Recent Publication

http://www.jimmunol.org/content/189/12/5561.long

Abstract

Suppressors of cytokine signaling (SOCS) are known as negative regulators of cytokine- and growth factor–induced signal transduction. Recently they have emerged as multifunctional proteins with regulatory roles in inflammation, autoimmunity, and cancer. We have recently reported that SOCS1 has antiapoptotic functions against the TNF-α– and the hydrogen peroxide–induced T cell apoptosis through the induction of thioredoxin, which protects protein tyrosine phosphatases and attenuates Jaks. In this study, we report that SOCS, on the contrary, promote death receptor Fas-mediated T cell apoptosis. The proapoptotic effect of SOCS1 was manifested with increases in Fas-induced caspase-8 activation, truncated Bid production, and mitochondrial dysfunctions.

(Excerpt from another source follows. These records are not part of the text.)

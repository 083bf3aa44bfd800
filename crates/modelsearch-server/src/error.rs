use axum::{
    http::StatusCode,
    response::{IntoResponse, Response},
    Json,
};
use serde::Serialize;

#[derive(Debug)]
pub enum AppError {
    BadRequest(String),
    Upstream(String),
}

#[derive(Serialize)]
struct ErrorResponse {
    error: String,
    status: &'static str,
}

impl IntoResponse for AppError {
    fn into_response(self) -> Response {
        let (code, status, message) = match self {
            AppError::BadRequest(msg) => (StatusCode::BAD_REQUEST, "validation_error", msg),
            AppError::Upstream(msg) => (StatusCode::INTERNAL_SERVER_ERROR, "error", msg),
        };
        (
            code,
            Json(ErrorResponse {
                error: message,
                status,
            }),
        )
            .into_response()
    }
}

Both caspase-8 inhibitor c-Flip and mitochondrial antiapoptotic factor Bfl-1 were significantly reduced by SOCS1. These proapoptotic responses were not associated with changes in Jak or p38/Jnk activities but were accompanied with downregulation of NF-κB and NF-κB–dependent reporter gene expression. Indeed, p65 degradation via ubiquitination was accelerated in SOCS1 overexpressing cells, whereas it was attenuated in SOCS1 knockdown cells. With high NF-κB levels, the SOCS1-ablated cells displayed resistance against Fas-induced apoptosis, which was abrogated upon siBfl-1 transfection. The results indicate that the suppression of NF-κB–dependent induction of prosurvival factors, such as Bfl-1 and c-Flip, may serve as a mechanism for SOCS action to promote Fas-mediated T cell apoptosis. SOCS3 exhibited a similar proapoptotic function. Because both SOCS1 and SOCS3 are induced upon TCR stimulation, SOCS would play a role in activation-induced cell death by sensitizing activated T cells toward Fas-mediated apoptosis to maintain T cell homeostasis.